Wall Angel Slider. The Wall Angel Slider exercise involves a reverse action method instead of moving the arms upward and downward, requiring participants to maintain the wrist, elbow, and back on the wall; perform slide squats down toward the ground; and return.
Citation: Journal of Sport Rehabilitation 2025; 10.1123/jsr.2024-0426
Statistical Analyses
Statistical analyses were performed to assess the normality of the variable distributions using histograms and the Shapiro–Wilk normality test. Descriptive statistics are presented as mean (SD) and medians (interquartile range) for normally and nonnormally distributed variables, respectively.
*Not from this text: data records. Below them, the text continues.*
//! Game settings: scene layout and rule switches
//!
//! Every field defaults to the classic layout, so a settings file only needs
//! to mention what it changes. Persisted in LocalStorage on the web.

use std::path::{Path, PathBuf};

use glam::Vec2;
use serde::{Deserialize, Serialize};
use thiserror::Error;

use crate::consts::*;
use crate::sim::{ContactTracking, LossRule};

/// Errors raised while loading or validating settings
#[derive(Debug, Error)]
pub enum SettingsError {
    #[error("failed to read settings from {path}: {source}")]
    Io {
        path: PathBuf,
        #[source]
        source: std::io::Error,
    },
    #[error("malformed settings JSON: {0}")]
    Parse(#[from] serde_json::Error),
    #[error("screen size {width}x{height} must be positive")]
    ScreenSize { width: f32, height: f32 },
    #[error("brick grid needs at least one column and one row (got {columns}x{rows})")]
    EmptyGrid { columns: u32, rows: u32 },
    #[error("bricks collapse to width {0} on this screen")]
    BrickWidth(f32),
    #[error("ball radius {0} must be positive")]
    BallRadius(f32),
}

/// Brick grid layout
#[derive(Debug, Clone, PartialEq, Serialize, Deserialize)]
#[serde(default)]
pub struct BrickLayout {
    pub columns: u32,
    pub rows: u32,
    /// Gap between bricks (px)
    pub padding: f32,
    pub x_offset: f32,
    pub y_offset: f32,
    pub height: f32,
    /// Row colours (0xRRGGBB), cycled top to bottom
    pub palette: Vec<u32>,
}

impl Default for BrickLayout {
    fn default() -> Self {
        Self {
            columns: BRICK_COLUMNS,
            rows: BRICK_ROWS,
            padding: BRICK_PADDING,
            x_offset: BRICK_X_OFFSET,
            y_offset: BRICK_Y_OFFSET,
            height: BRICK_HEIGHT,
            palette: BRICK_PALETTE.to_vec(),
        }
    }
}

impl BrickLayout {
    /// Individual brick width with padding factored in
    pub fn brick_width(&self, screen_width: f32) -> f32 {
        let columns = self.columns as f32;
        screen_width / columns - self.padding - self.padding / columns
    }

    /// Number of bricks in the grid
    pub fn brick_count(&self) -> usize {
        self.columns as usize * self.rows as usize
    }
}

/// Game settings
#[derive(Debug, Clone, PartialEq, Serialize, Deserialize)]
#[serde(default)]
pub struct Settings {
    // === Screen ===
    pub screen_width: f32,
    pub screen_height: f32,

    // === Ball ===
    pub ball_start: Vec2,
    pub ball_radius: f32,
    /// Reference velocity (px/s), assigned at serve
    pub ball_speed: Vec2,
    pub serve_delay_secs: f32,

    // === Player ===
    pub player_start_x: f32,
    /// Distance from the bottom edge to the player's centre
    pub player_bottom_offset: f32,
    pub player_size: f32,
    pub player_speed: f32,

    // === Bricks ===
    pub bricks: BrickLayout,

    // === Rules ===
    pub contact_tracking: ContactTracking,
    pub loss_rule: LossRule,
}

impl Default for Settings {
    fn default() -> Self {
        Self {
            screen_width: SCREEN_WIDTH,
            screen_height: SCREEN_HEIGHT,

            ball_start: Vec2::new(BALL_START_X, BALL_START_Y),
            ball_radius: BALL_RADIUS,
            ball_speed: Vec2::new(BALL_SPEED_X, BALL_SPEED_Y),
            serve_delay_secs: SERVE_DELAY_SECS,

            player_start_x: PLAYER_START_X,
            player_bottom_offset: PLAYER_BOTTOM_OFFSET,
            player_size: PLAYER_SIZE,
            player_speed: PLAYER_SPEED,

            bricks: BrickLayout::default(),

            contact_tracking: ContactTracking::PerPartner,
            loss_rule: LossRule::Disabled,
        }
    }
}

impl Settings {
    /// Parse and validate settings from JSON
    pub fn from_json(json: &str) -> Result<Self, SettingsError> {
        let settings: Settings = serde_json::from_str(json)?;
        settings.validate()?;
        Ok(settings)
    }

    pub fn to_json(&self) -> Result<String, SettingsError> {
        Ok(serde_json::to_string_pretty(self)?)
    }

    /// Read settings from a JSON file
    pub fn load_from(path: impl AsRef<Path>) -> Result<Self, SettingsError> {
        let path = path.as_ref();
        let json = std::fs::read_to_string(path).map_err(|source| SettingsError::Io {
            path: path.to_path_buf(),
            source,
        })?;
        let settings = Self::from_json(&json)?;
        log::info!("Loaded settings from {}", path.display());
        Ok(settings)
    }

    /// Reject layouts the scene cannot be built from
    pub fn validate(&self) -> Result<(), SettingsError> {
        if self.screen_width <= 0.0 || self.screen_height <= 0.0 {
            return Err(SettingsError::ScreenSize {
                width: self.screen_width,
                height: self.screen_height,
            });
        }
        if self.bricks.columns == 0 || self.bricks.rows == 0 {
            return Err(SettingsError::EmptyGrid {
                columns: self.bricks.columns,
                rows: self.bricks.rows,
            });
        }
        let width = self.bricks.brick_width(self.screen_width);
        if width <= 0.0 {
            return Err(SettingsError::BrickWidth(width));
        }
        if self.ball_radius <= 0.0 {
            return Err(SettingsError::BallRadius(self.ball_radius));
        }
        Ok(())
    }

    /// Serve delay in whole simulation ticks
    pub fn serve_delay_ticks(&self) -> u32 {
        (self.serve_delay_secs.max(0.0) / SIM_DT).round() as u32
    }

    /// Replace these settings with validated `json` and persist them.
    ///
    /// On error the current settings are left untouched.
    pub fn update_from_json(&mut self, json: &str) -> Result<(), SettingsError> {
        *self = Self::from_json(json)?;
        self.save();
        Ok(())
    }

    /// LocalStorage key
    #[cfg(target_arch = "wasm32")]
    const STORAGE_KEY: &'static str = "brick_bounce_settings";

    /// Load settings from LocalStorage (WASM only)
    #[cfg(target_arch = "wasm32")]
    pub fn load() -> Self {
        let storage = web_sys::window()
            .and_then(|w| w.local_storage().ok())
            .flatten();

        if let Some(storage) = storage {
            if let Ok(Some(json)) = storage.get_item(Self::STORAGE_KEY) {
                match Self::from_json(&json) {
                    Ok(settings) => {
                        log::info!("Loaded settings from LocalStorage");
                        return settings;
                    }
                    Err(e) => log::warn!("Ignoring stored settings: {}", e),
                }
            }
        }

        log::info!("Using default settings");
        Self::default()
    }

    /// Save settings to LocalStorage (WASM only)
    #[cfg(target_arch = "wasm32")]
    pub fn save(&self) {
        let storage = web_sys::window()
            .and_then(|w| w.local_storage().ok())
            .flatten();

        if let Some(storage) = storage {
            match self.to_json() {
                Ok(json) => {
                    let _ = storage.set_item(Self::STORAGE_KEY, &json);
                    log::info!("Settings saved");
                }
                Err(e) => log::warn!("Settings not saved: {}", e),
            }
        }
    }

    /// Native stubs
    #[cfg(not(target_arch = "wasm32"))]
    pub fn load() -> Self {
        Self::default()
    }

    #[cfg(not(target_arch = "wasm32"))]
    pub fn save(&self) {
        // No-op for native
    }
}
//! Collision notifications
//!
//! The collision source pushes events here; the tick drains them once per
//! step, after the boundary check, in the order they were pushed.

use std::collections::VecDeque;

use glam::Vec2;
use serde::{Deserialize, Serialize};

use super::body::BodyId;

/// A collision transition between the ball and a static body
#[derive(Debug, Clone, Copy, PartialEq, Serialize, Deserialize)]
pub enum CollisionEvent {
    /// Overlap began. `mtv` is the unit direction the ball must move to separate.
    Start { other: BodyId, mtv: Vec2 },
    /// Overlap ended (or the partner was retired)
    End { other: BodyId },
}

impl CollisionEvent {
    pub fn other(&self) -> BodyId {
        match *self {
            CollisionEvent::Start { other, .. } | CollisionEvent::End { other } => other,
        }
    }
}

/// Ordered FIFO of pending collision events
#[derive(Debug, Clone, Default)]
pub struct EventQueue {
    pending: VecDeque<CollisionEvent>,
}

impl EventQueue {
    pub fn new() -> Self {
        Self::default()
    }

    pub fn push(&mut self, event: CollisionEvent) {
        self.pending.push_back(event);
    }

    /// Take every pending event, oldest first
    pub fn drain(&mut self) -> impl Iterator<Item = CollisionEvent> + '_ {
        self.pending.drain(..)
    }

    pub fn len(&self) -> usize {
        self.pending.len()
    }

    pub fn is_empty(&self) -> bool {
        self.pending.is_empty()
    }
}

impl Extend<CollisionEvent> for EventQueue {
    fn extend<I: IntoIterator<Item = CollisionEvent>>(&mut self, iter: I) {
        self.pending.extend(iter);
    }
}
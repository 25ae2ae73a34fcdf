//! Frame-to-tick driver
//!
//! Hosts call [`Runner::frame`] with wall-clock deltas; the runner feeds the
//! simulation whole `SIM_DT` steps and carries the remainder to the next frame.

use super::state::GameState;
use super::tick::{TickInput, TickReport, tick};
use crate::consts::*;
use crate::settings::Settings;

/// Owns a game and its fixed-step accumulator
#[derive(Debug, Clone)]
pub struct Runner {
    pub state: GameState,
    /// Held keys, updated by the host between frames
    pub input: TickInput,
    accumulator: f32,
}

impl Runner {
    pub fn new(settings: &Settings) -> Self {
        Self {
            state: GameState::new(settings),
            input: TickInput::default(),
            accumulator: 0.0,
        }
    }

    /// Rebuild the scene, keeping held keys
    pub fn restart(&mut self, settings: &Settings) {
        self.state = GameState::new(settings);
        self.accumulator = 0.0;
    }

    /// Run simulation ticks for a frame of `dt` seconds.
    ///
    /// Returns one report per tick run.
    pub fn frame(&mut self, dt: f32) -> Vec<TickReport> {
        // NaN would poison the accumulator for good
        let dt = if dt.is_finite() {
            dt.clamp(0.0, MAX_FRAME_DT)
        } else {
            0.0
        };
        self.accumulator += dt;

        let mut reports = Vec::new();
        let mut substeps = 0;
        while self.accumulator >= SIM_DT && substeps < MAX_SUBSTEPS {
            reports.push(tick(&mut self.state, &self.input, SIM_DT));
            self.accumulator -= SIM_DT;
            substeps += 1;
        }
        // Drop time we could not catch up on
        if substeps == MAX_SUBSTEPS {
            self.accumulator = self.accumulator.min(SIM_DT);
        }

        reports
    }
}
//! Collision detection for a round ball against rectangular bodies
//!
//! Narrow phase only: with a handful of bricks every live body is tested each
//! step. The [`ContactTracker`] turns per-step overlap results into start/end
//! transitions for the collision policy.

use std::collections::{BTreeMap, BTreeSet};

use glam::Vec2;
use serde::{Deserialize, Serialize};

use super::arena::Arena;
use super::body::{BodyId, MovingBody, StaticBody};
use super::events::{CollisionEvent, EventQueue};

/// Result of a collision check
#[derive(Debug, Clone)]
pub struct CollisionResult {
    /// Whether a collision occurred
    pub hit: bool,
    /// Unit direction the ball must move to separate
    pub normal: Vec2,
    /// Penetration depth
    pub penetration: f32,
}

impl CollisionResult {
    pub fn miss() -> Self {
        Self {
            hit: false,
            normal: Vec2::ZERO,
            penetration: 0.0,
        }
    }
}

/// Check overlap between a circle and an axis-aligned rectangle.
///
/// Touching without overlap is not a hit.
pub fn ball_rect_collision(ball_pos: Vec2, ball_radius: f32, body: &StaticBody) -> CollisionResult {
    let min = body.min();
    let max = body.max();
    let closest = ball_pos.clamp(min, max);
    let delta = ball_pos - closest;
    let dist_sq = delta.length_squared();

    if dist_sq > 0.0 {
        // Centre outside the rectangle
        if dist_sq >= ball_radius * ball_radius {
            return CollisionResult::miss();
        }
        let dist = dist_sq.sqrt();
        return CollisionResult {
            hit: true,
            normal: delta / dist,
            penetration: ball_radius - dist,
        };
    }

    // Centre inside (deep overlap): push out through the nearest face
    let faces = [
        (ball_pos.x - min.x, Vec2::NEG_X),
        (max.x - ball_pos.x, Vec2::X),
        (ball_pos.y - min.y, Vec2::NEG_Y),
        (max.y - ball_pos.y, Vec2::Y),
    ];
    let mut nearest = faces[0];
    for face in &faces[1..] {
        if face.0 < nearest.0 {
            nearest = *face;
        }
    }
    let (depth, normal) = nearest;

    CollisionResult {
        hit: true,
        normal,
        penetration: ball_radius + depth,
    }
}

/// Tracks which bodies the ball overlapped on the previous step
#[derive(Debug, Clone, Default, Serialize, Deserialize)]
pub struct ContactTracker {
    touching: BTreeSet<BodyId>,
}

impl ContactTracker {
    pub fn new() -> Self {
        Self::default()
    }

    /// Bodies overlapping the ball as of the last detection pass
    pub fn touching(&self) -> impl Iterator<Item = BodyId> + '_ {
        self.touching.iter().copied()
    }

    /// Test the ball against every live body and queue the transitions.
    ///
    /// Ends (partners no longer overlapping, or retired) are queued before
    /// starts, each group in ascending id order.
    pub fn detect(
        &mut self,
        ball: &MovingBody,
        bodies: &Arena<StaticBody>,
        queue: &mut EventQueue,
    ) {
        let radius = ball.radius();
        let now: BTreeMap<BodyId, Vec2> = bodies
            .iter()
            .filter_map(|(id, body)| {
                let result = ball_rect_collision(ball.pos, radius, body);
                if result.hit && !self.touching.contains(&id) {
                    log::debug!(
                        "Ball overlaps {:?} by {:.2} along {:?}",
                        id,
                        result.penetration,
                        result.normal
                    );
                }
                result.hit.then_some((id, result.normal))
            })
            .collect();

        for &id in &self.touching {
            if !now.contains_key(&id) {
                queue.push(CollisionEvent::End { other: id });
            }
        }
        for (&id, &mtv) in &now {
            if !self.touching.contains(&id) {
                queue.push(CollisionEvent::Start { other: id, mtv });
            }
        }

        self.touching = now.into_keys().collect();
    }
}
Friedman test was performed to compare the scapular upper rotation and glenohumeral external rotation ROM at different time points. Wilcoxon signed-rank test was used as a post hoc test for main effects. For the effect size (ES), r value was calculated in the post hoc test. r values of .10 to .29, .30 to .49, and ≥.50 correspond to small, medium, and large effects, respectively. Statistical analyses were performed using IBM SPSS Statistics (version 27 for Windows), and statistical significance was set at P = .05. For the post hoc test, the significance level was set at .0167% with Bonferroni adjustment.
Results
Six participants were excluded after the initial scapular mobility assessment using the KA Self-Screening Scapula Mobility Test owing to the absence of scapular mobility restrictions. Therefore, 48 participants participated in the Wall Angel Slider home exercise program for 2 weeks. No participants were excluded due to insufficient exercise implementation confirmed by an exercise checklist. Three participants did not attend the ROM assessment after the 2-week intervention period. Forty-five participants were assessed for scapular upward rotation and glenohumeral external rotation ROM (Table 2).
Changes in the ROM of Scapular Upward and Shoulder External Rotation After the Intervention
| Preintervention | After the first exercise session | Postintervention | |
|---|---|---|---|
| ROM: scapula upward rotationa | 55.0 (12.5) | 65.0 (10.0)b | 65.0 (10.0)b |
| ROM: shoulder external rotationa | 100.0 (17.5) | 105.0 (12.5)b | 107.5 (20.0)b |
Abbreviation: ROM, range of motion.
aData are represented as median (interquartile range). bCompared with preintervention.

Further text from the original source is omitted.